Momen ini terjadi ketika rombongan Pemuda GMIT Amarasi Timur, Kabupaten Kupang, melintasi Bundaran Tirosa. Peserta pawai mengenakan pakaian adat dan menyuguhkan nyanyian serta puisi di hadapan Gibran dan para peserta lainnya. Diikuti oleh beberapa pemuda yang membawa salib raksasa, Gibran secara aktif ikut serta dalam prosesi tersebut.
Simbol Persatuan dan Kebersamaan

Ketua Sinode GMIT, Pendeta Samuel Pandie, mengajak Gibran bersama pejabat lain seperti Gubernur NTT Melki Laka Lena dan Wali Kota Kupang Christian Widodo untuk ikut memikul salib. Gibran langsung berada di posisi paling depan, di samping Ketua Sinode GMIT, dan memikul salib raksasa berwarna kuning yang dirantai. Pejabat lainnya mengambil posisi di belakang Gibran.

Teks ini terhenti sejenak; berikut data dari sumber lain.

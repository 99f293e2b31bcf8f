//! 作业实体

use sea_orm::entity::prelude::*;

#[derive(Clone, Debug, PartialEq, DeriveEntityModel)]
#[sea_orm(table_name = "assignments")]
pub struct Model {
    #[sea_orm(primary_key)]
    pub id: i64,
    pub teacher_id: i64,
    pub lesson_id: Option<i64>,
    pub title: String,
    #[sea_orm(column_type = "Text", nullable)]
    pub description: Option<String>,
    pub due_date: i64,
    pub max_points: f64,
    pub status: String,
    pub created_at: i64,
    pub updated_at: i64,
}

#[derive(Copy, Clone, Debug, EnumIter, DeriveRelation)]
pub enum Relation {
    #[sea_orm(
        belongs_to = "super::users::Entity",
        from = "Column::TeacherId",
        to = "super::users::Column::Id"
    )]
    Teacher,
    #[sea_orm(
        belongs_to = "super::lessons::Entity",
        from = "Column::LessonId",
        to = "super::lessons::Column::Id"
    )]
    Lesson,
    #[sea_orm(has_many = "super::submissions::Entity")]
    Submissions,
    #[sea_orm(has_many = "super::assignment_assignees::Entity")]
    Assignees,
}

impl Related<super::users::Entity> for Entity {
    fn to() -> RelationDef {
        Relation::Teacher.def()
    }
}

impl Related<super::lessons::Entity> for Entity {
    fn to() -> RelationDef {
        Relation::Lesson.def()
    }
}

impl Related<super::submissions::Entity> for Entity {
    fn to() -> RelationDef {
        Relation::Submissions.def()
    }
}

impl Related<super::assignment_assignees::Entity> for Entity {
    fn to() -> RelationDef {
        Relation::Assignees.def()
    }
}

impl ActiveModelBehavior for ActiveModel {}

impl Model {
    pub fn into_assignment(self) -> crate::models::assignments::entities::Assignment {
        use crate::models::assignments::entities::{Assignment, AssignmentStatus};
        use chrono::{DateTime, Utc};

        Assignment {
            id: self.id,
            teacher_id: self.teacher_id,
            lesson_id: self.lesson_id,
            title: self.title,
            description: self.description,
            due_date: DateTime::<Utc>::from_timestamp(self.due_date, 0).unwrap_or_default(),
            max_points: self.max_points,
            status: self.status.parse().unwrap_or(AssignmentStatus::Archived),
            created_at: DateTime::<Utc>::from_timestamp(self.created_at, 0).unwrap_or_default(),
            updated_at: DateTime::<Utc>::from_timestamp(self.updated_at, 0).unwrap_or_default(),
        }
    }
}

Dalam prosesi ini, Gibran menggunakan tangan kanannya untuk memikul salib. Beberapa pejabat dan pemuda peserta pawai juga ikut mengangkat salib bersama-sama. Mereka kemudian berjalan mengikuti peserta berbusana adat di depannya. Pemikulan salib ini menjadi simbolis persatuan pemerintah, masyarakat, dan gereja dalam menghadapi beban dan tanggung jawab bersama.
Setelah selesai, Gibran menyapa para difabel dan menerima sejumlah tanda mata dari masyarakat. Ia juga menjawab permintaan foto dari warga yang hadir. Pukul 11.48 WITA, Gibran meninggalkan Bundaran Tirosa.
Pesan Gibran: Jaga Persatuan dan Toleransi

Gibran menyampaikan salam damai Paskah dari Presiden Prabowo Subianto kepada warga NTT. Ia juga menyatakan dukungan terhadap Pawai Paskah Pemuda GMIT agar dapat terus berlangsung dengan dukungan promosi, infrastruktur, UMKM lokal, dan ekonomi kreatif.
Selain itu, Gibran menyinggung potensi wisata rohani di NTT, seperti Semana Santa di Larantuka dan Patung Maria Bunda Segala Bangsa di Nilo Sikka. Ia mengajak masyarakat untuk tetap menjaga toleransi di tengah konflik global.
“Indonesia perlu menjaga toleransi. Jangan mudah terprovokasi. Jangan mudah percaya kabar bohong. Tidak ada satu negara yang bisa melakukan pembangunan bila ada perpecahan,” ujar Gibran. Ia menekankan pentingnya mediasi atau klarifikasi jika ada kesalahpahaman, serta ajakan untuk saling jaga dan menopang demi pembangunan yang berkelanjutan.
Kesimpulan
Aksi Gibran memikul salib dalam pawai paskah adalah fakta yang benar. Ia hadir bersama umat nasrani lainnya sebagai bentuk simbol kebersamaan dan toleransi. Meskipun ada berbagai respons dari masyarakat, tindakan Gibran mencerminkan komitmen untuk menjaga harmoni antarumat beragama dan memperkuat persatuan bangsa.